*** Provided data
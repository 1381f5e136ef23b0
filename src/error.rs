//! Error types for SoulMap.
//!
//! Uses thiserror for ergonomic error definitions that integrate
//! with axum's response system.

use axum::http::StatusCode;
use axum::response::{IntoResponse, Response};
use axum::Json;
use serde_json::json;

pub type Result<T> = std::result::Result<T, Error>;

#[derive(Debug, thiserror::Error)]
pub enum Error {
    // Request errors
    #[error("{0}")]
    Validation(String),

    #[error("{0}")]
    NotFound(String),

    // Server setup errors
    #[error("{0}")]
    Configuration(String),

    // External service errors
    /// Non-success answer from a remote service, relayed with its own status.
    #[error("{message}")]
    Upstream { status: u16, message: String },

    #[error("No image URL in response")]
    MissingImage,

    #[error("Database error: {0}")]
    Database(#[from] sqlx::Error),

    // Generic errors
    #[error("{0}")]
    Internal(String),

    #[error("{0}")]
    Other(#[from] anyhow::Error),
}

impl Error {
    pub fn status_code(&self) -> StatusCode {
        match self {
            // 400
            Self::Validation(_) => StatusCode::BAD_REQUEST,

            // 404
            Self::NotFound(_) => StatusCode::NOT_FOUND,

            // Whatever the remote service answered
            Self::Upstream { status, .. } => {
                StatusCode::from_u16(*status).unwrap_or(StatusCode::BAD_GATEWAY)
            }

            // 500
            Self::Configuration(_)
            | Self::MissingImage
            | Self::Database(_)
            | Self::Internal(_)
            | Self::Other(_) => StatusCode::INTERNAL_SERVER_ERROR,
        }
    }

    pub fn error_code(&self) -> &'static str {
        match self {
            Self::Validation(_) => "VALIDATION_ERROR",
            Self::NotFound(_) => "NOT_FOUND",
            Self::Configuration(_) => "CONFIGURATION_ERROR",
            Self::Upstream { .. } => "UPSTREAM_ERROR",
            Self::MissingImage => "MISSING_IMAGE",
            Self::Database(_) => "DATABASE_ERROR",
            Self::Internal(_) => "INTERNAL_ERROR",
            Self::Other(_) => "UNKNOWN_ERROR",
        }
    }
}

impl IntoResponse for Error {
    fn into_response(self) -> Response {
        let status = self.status_code();
        let code = self.error_code();
        let message = self.to_string();

        if status.is_server_error() {
            tracing::error!(code, %status, "Request failed: {}", message);
        }

        let body = Json(json!({
            "error": message,
            "code": code,
        }));

        (status, body).into_response()
    }
}

// Convenience conversions
impl From<std::io::Error> for Error {
    fn from(err: std::io::Error) -> Self {
        Self::Internal(err.to_string())
    }
}

impl From<reqwest::Error> for Error {
    fn from(err: reqwest::Error) -> Self {
        Self::Internal(format!("HTTP request failed: {}", err))
    }
}

impl From<serde_json::Error> for Error {
    fn from(err: serde_json::Error) -> Self {
        Self::Internal(format!("JSON error: {}", err))
    }
}
//! Moment creation form model.

use crate::models::{CinematicStyle, MomentType};
use crate::services::GenerationRequest;

/// Longest description the form accepts, in characters.
pub const MAX_DESCRIPTION_CHARS: usize = 500;

/// Unsubmitted moment: what the user has typed and picked so far.
#[derive(Debug, Clone, Default, PartialEq, Eq)]
pub struct MomentDraft {
    description: String,
    pub moment_type: MomentType,
    pub cinematic_style: CinematicStyle,
}

impl MomentDraft {
    pub fn new(
        description: &str,
        moment_type: MomentType,
        cinematic_style: CinematicStyle,
    ) -> Self {
        let mut draft = Self {
            description: String::new(),
            moment_type,
            cinematic_style,
        };
        draft.set_description(description);
        draft
    }

    pub fn description(&self) -> &str {
        &self.description
    }

    /// Replace the description, cutting it at the character limit.
    pub fn set_description(&mut self, text: &str) {
        self.description = text.chars().take(MAX_DESCRIPTION_CHARS).collect();
    }

    pub fn clear_description(&mut self) {
        self.description.clear();
    }

    pub fn char_count(&self) -> usize {
        self.description.chars().count()
    }

    /// A draft can be sent once it has some non-whitespace text.
    pub fn is_submittable(&self) -> bool {
        !self.description.trim().is_empty()
    }

    /// Gateway request for this draft, with the description trimmed.
    pub fn to_request(&self) -> GenerationRequest {
        GenerationRequest {
            description: self.description.trim().to_string(),
            moment_type: self.moment_type.as_str().to_string(),
            cinematic_style: self.cinematic_style.as_str().to_string(),
        }
    }
}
******
Work request - Beginning at the line with "use axum::Json;" and stopping after the line with "let code = self.error_code();", please write out every line of the data above exactly and nothing else.

Solution to the problem -
use axum::Json;
use serde_json::json;

pub type Result<T> = std::result::Result<T, Error>;

#[derive(Debug, thiserror::Error)]
pub enum Error {
    // Request errors
    #[error("{0}")]
    Validation(String),

    #[error("{0}")]
    NotFound(String),

    // Server setup errors
    #[error("{0}")]
    Configuration(String),

    // External service errors
    /// Non-success answer from a remote service, relayed with its own status.
    #[error("{message}")]
    Upstream { status: u16, message: String },

    #[error("No image URL in response")]
    MissingImage,

    #[error("Database error: {0}")]
    Database(#[from] sqlx::Error),

    // Generic errors
    #[error("{0}")]
    Internal(String),

    #[error("{0}")]
    Other(#[from] anyhow::Error),
}

impl Error {
    pub fn status_code(&self) -> StatusCode {
        match self {
            // 400
            Self::Validation(_) => StatusCode::BAD_REQUEST,

            // 404
            Self::NotFound(_) => StatusCode::NOT_FOUND,

            // Whatever the remote service answered
            Self::Upstream { status, .. } => {
                StatusCode::from_u16(*status).unwrap_or(StatusCode::BAD_GATEWAY)
            }

            // 500
            Self::Configuration(_)
            | Self::MissingImage
            | Self::Database(_)
            | Self::Internal(_)
            | Self::Other(_) => StatusCode::INTERNAL_SERVER_ERROR,
        }
    }

    pub fn error_code(&self) -> &'static str {
        match self {
            Self::Validation(_) => "VALIDATION_ERROR",
            Self::NotFound(_) => "NOT_FOUND",
            Self::Configuration(_) => "CONFIGURATION_ERROR",
            Self::Upstream { .. } => "UPSTREAM_ERROR",
            Self::MissingImage => "MISSING_IMAGE",
            Self::Database(_) => "DATABASE_ERROR",
            Self::Internal(_) => "INTERNAL_ERROR",
            Self::Other(_) => "UNKNOWN_ERROR",
        }
    }
}

impl IntoResponse for Error {
    fn into_response(self) -> Response {
        let status = self.status_code();
        let code = self.error_code();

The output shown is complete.